I guess it’s the same with any dichotomy; you can’t keep both sides in your head all the time.  You know the inherent dangers of driving your car, yet you climb in it anyway.  You think about the radio station and the traffic, and only when someone veers out of their lane and threatens to crash right into you, do you feel a knot in your stomach as you think how you might have died just then.  If that jerk driver had come one foot closer, or if you’d been distracted and unable slam on your brakes in time, you might have been just another life sacrificed to the rush hour pavement.

It’s the way of survival, I guess.  Because how can we get up in the morning and face a day full of meetings and spreadsheets without driving from our minds the fact that Syrian refugees are erupting from their war-torn homeland only to learn there are more ways to die than becoming a casualty of war?

But sometimes the brush of death comes close enough, the other car just inches from colliding with you, and you wake with a start to the ugly truths you’ve been keeping at bay most of the days of your life. 

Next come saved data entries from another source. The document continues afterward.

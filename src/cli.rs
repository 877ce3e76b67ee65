//! Diagnostic Entry Points
//!
//! One function per binary. None of them take arguments; settings come
//! from the probe config file. Every entry point prints a full report and
//! exits 0, except the NPU probe which exits 1 unless an NPU validates.

use std::future::Future;
use std::process::ExitCode;
use std::sync::Arc;

use crate::config::{OutputFormat, ProbeConfig};
use crate::hardware::device::DeviceCategory;
use crate::hardware::host::{HostProbe, HostReport, HostTool};
use crate::probe::{ProbeReport, ProbeSession};
use crate::report;
use crate::runtime::CandleRuntime;

/// Run an entry point on a fresh tokio runtime.
///
/// The runtime is shut down in the background so a validation thread stuck
/// inside a driver cannot keep the process alive.
pub fn block_on<F>(entry: F) -> ExitCode
where
    F: Future<Output = ExitCode>,
{
    crate::init_logging();
    let runtime = match tokio::runtime::Builder::new_multi_thread()
        .enable_all()
        .build()
    {
        Ok(runtime) => runtime,
        Err(e) => {
            eprintln!("Failed to start async runtime: {}", e);
            return ExitCode::FAILURE;
        }
    };
    let code = runtime.block_on(entry);
    runtime.shutdown_background();
    code
}

/// Load the probe config, falling back to defaults on any problem
pub fn load_config() -> ProbeConfig {
    match ProbeConfig::load() {
        Ok(config) => config,
        Err(e) => {
            tracing::warn!(error = %e, "Ignoring probe config, using defaults");
            ProbeConfig::default()
        }
    }
}

async fn run_probe(config: &ProbeConfig) -> ProbeReport {
    ProbeSession::new(Arc::new(CandleRuntime::new()), config.clone())
        .run_to_report()
        .await
}

/// Print either the text sections or one JSON document
fn emit(config: &ProbeConfig, probe: Option<&ProbeReport>, host: Option<&HostReport>, text: String) {
    match config.output {
        OutputFormat::Text => println!("{}", text),
        OutputFormat::Json => match report::render_json(probe, host) {
            Ok(json) => println!("{}", json),
            Err(e) => {
                tracing::error!(error = %e, "Failed to serialize report");
                println!("{}", text);
            }
        },
    }
}

/// Host summary, full probe and assignment
pub async fn probe_devices() -> ExitCode {
    let config = load_config();
    let host = HostProbe::new(config.tool_timeout())
        .run(&[
            HostTool::NvidiaSmi,
            HostTool::Lspci,
            HostTool::Vainfo,
            HostTool::Clinfo,
            HostTool::Dpkg,
        ])
        .await;
    let probe = run_probe(&config).await;

    let text = [
        report::banner("Accelerator Probe"),
        report::render_host(&host),
        report::render_report(&probe, Some(&host)),
        report::footer("Probe complete"),
    ]
    .join("\n");
    emit(&config, Some(&probe), Some(&host), text);
    ExitCode::SUCCESS
}

/// GPU-focused evidence and validation
pub async fn probe_gpu() -> ExitCode {
    let config = load_config();
    let host = HostProbe::new(config.tool_timeout())
        .run(&[HostTool::Lspci, HostTool::Vainfo, HostTool::Clinfo, HostTool::NvidiaSmi])
        .await;
    let probe = run_probe(&config).await;

    let mut text = vec![
        report::banner("GPU Support Test"),
        report::render_host(&host),
        "=== GPU Devices ===".to_string(),
        report::render_devices(probe.devices_of(DeviceCategory::Gpu), Some(&host)),
    ];
    if let Some(err) = &probe.runtime_error {
        text.push(format!("✗ Runtime unavailable: {}", err));
    }
    text.push(report::footer(if probe.has_validated(DeviceCategory::Gpu) {
        "✓ GPU inference test successful"
    } else {
        "✗ No GPU passed the inference test"
    }));
    emit(&config, Some(&probe), Some(&host), text.join("\n"));
    ExitCode::SUCCESS
}

/// Whether an NPU both enumerated and validated
pub fn npu_ready(probe: &ProbeReport) -> bool {
    probe.has_validated(DeviceCategory::Npu)
}

/// NPU-focused evidence and validation; exits 1 without a working NPU
pub async fn probe_npu() -> ExitCode {
    let config = load_config();
    let host = HostProbe::new(config.tool_timeout())
        .run(&[HostTool::Lspci, HostTool::Dpkg])
        .await;
    let probe = run_probe(&config).await;
    let ready = npu_ready(&probe);

    let mut text = vec![
        report::banner("NPU Support Test"),
        report::render_host(&host),
        "=== NPU Devices ===".to_string(),
        report::render_devices(probe.devices_of(DeviceCategory::Npu), Some(&host)),
    ];
    if let Some(err) = &probe.runtime_error {
        text.push(format!("✗ Runtime unavailable: {}", err));
    }
    text.push(report::footer(if ready {
        "✓ NPU inference test successful"
    } else {
        "✗ No NPU passed the inference test"
    }));
    emit(&config, Some(&probe), Some(&host), text.join("\n"));

    if ready {
        ExitCode::SUCCESS
    } else {
        ExitCode::FAILURE
    }
}

/// Detection/recognition placement and recommendation
pub async fn verify_assignment() -> ExitCode {
    let config = load_config();
    let probe = run_probe(&config).await;

    let text = [
        report::banner("Hardware Assignment Verification"),
        report::render_report(&probe, None),
        report::footer("Hardware assignment verification completed"),
    ]
    .join("\n");
    emit(&config, Some(&probe), None, text);
    ExitCode::SUCCESS
}

/// System information and tool availability only
pub async fn probe_host() -> ExitCode {
    let config = load_config();
    let host = HostProbe::new(config.tool_timeout())
        .run(&[
            HostTool::NvidiaSmi,
            HostTool::Lspci,
            HostTool::Vainfo,
            HostTool::Clinfo,
            HostTool::Dpkg,
        ])
        .await;

    let summary = format!(
        "=== Summary ===\nNVIDIA GPU: {}\nGPU device nodes: {}\nNPU device nodes: {}",
        report::mark(!host.nvidia.is_empty()),
        report::mark(host.corroborates(DeviceCategory::Gpu).unwrap_or(false)),
        report::mark(host.corroborates(DeviceCategory::Npu).unwrap_or(false)),
    );
    let text = [
        report::banner("Local Hardware Test"),
        report::render_host(&host),
        summary,
    ]
    .join("\n");
    emit(&config, None, Some(&host), text);
    ExitCode::SUCCESS
}

#[cfg(test)]
mod tests {
    use super::*;
    use crate::runtime::fake::{Behavior, FakeRuntime};

    async fn report_for(runtime: FakeRuntime) -> ProbeReport {
        ProbeSession::new(Arc::new(runtime), ProbeConfig::default())
            .run_to_report()
            .await
    }

    #[tokio::test]
    async fn test_npu_ready_requires_validation() {
        let working = report_for(FakeRuntime::new().device("NPU", Behavior::Works)).await;
        assert!(npu_ready(&working));

        let broken =
            report_for(FakeRuntime::new().device("NPU", Behavior::FailsCompile("no plugin"))).await;
        assert!(!npu_ready(&broken));

        let missing = report_for(FakeRuntime::new().device("CPU", Behavior::Works)).await;
        assert!(!npu_ready(&missing));

        let unavailable = report_for(FakeRuntime::unavailable("no runtime")).await;
        assert!(!npu_ready(&unavailable));
    }
}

Right on the other side of campus, the cranes toil at their everyday art, carrying tiny far-away humans who hang at impossible heights to build something big and strong and useful for the world.  Today, that building looks almost as if its been shot through, itself.  Just a carcass of what it will be. Chances are someday the doctors who study there will have to pull a bullet out of a child, or a not-quite-child, and in that moment it won’t really matter what the law said about the gun used to cut through the body of their young patient.  Registered or unregistered, legally or illegally obtained, it will still have left a hole in the lives of everyone who knows that child.  The details of where the gun was fired will matter much less than where the impact hit, and the doctors will be left to work their everyday magic of trying to save one more life.

The fluffy clouds hang over the work of the cranes, and over the not-quite-kids splashing in the pool.  The sky today is strikingly beautiful, picturesque and playful, urging me to look up and out, away from the list of rooms I’m putting together, rooms that just might qualify as gun-free zones once the campus carry law goes into effect.  It’s probably an exercise in futility, anyway.  It’s likely none of these rooms will qualify as exclusionary zones, and even if they did, who’s to say it would do anything to deter a would-be murderer from just stepping inside, taking aim, and waking up another swathe of the country for one, brief moment.

No one can live in these dark truths all the time, so I put away my list.  Make a run to the water fountain.  Look out the window.  Pray to go back to sleep.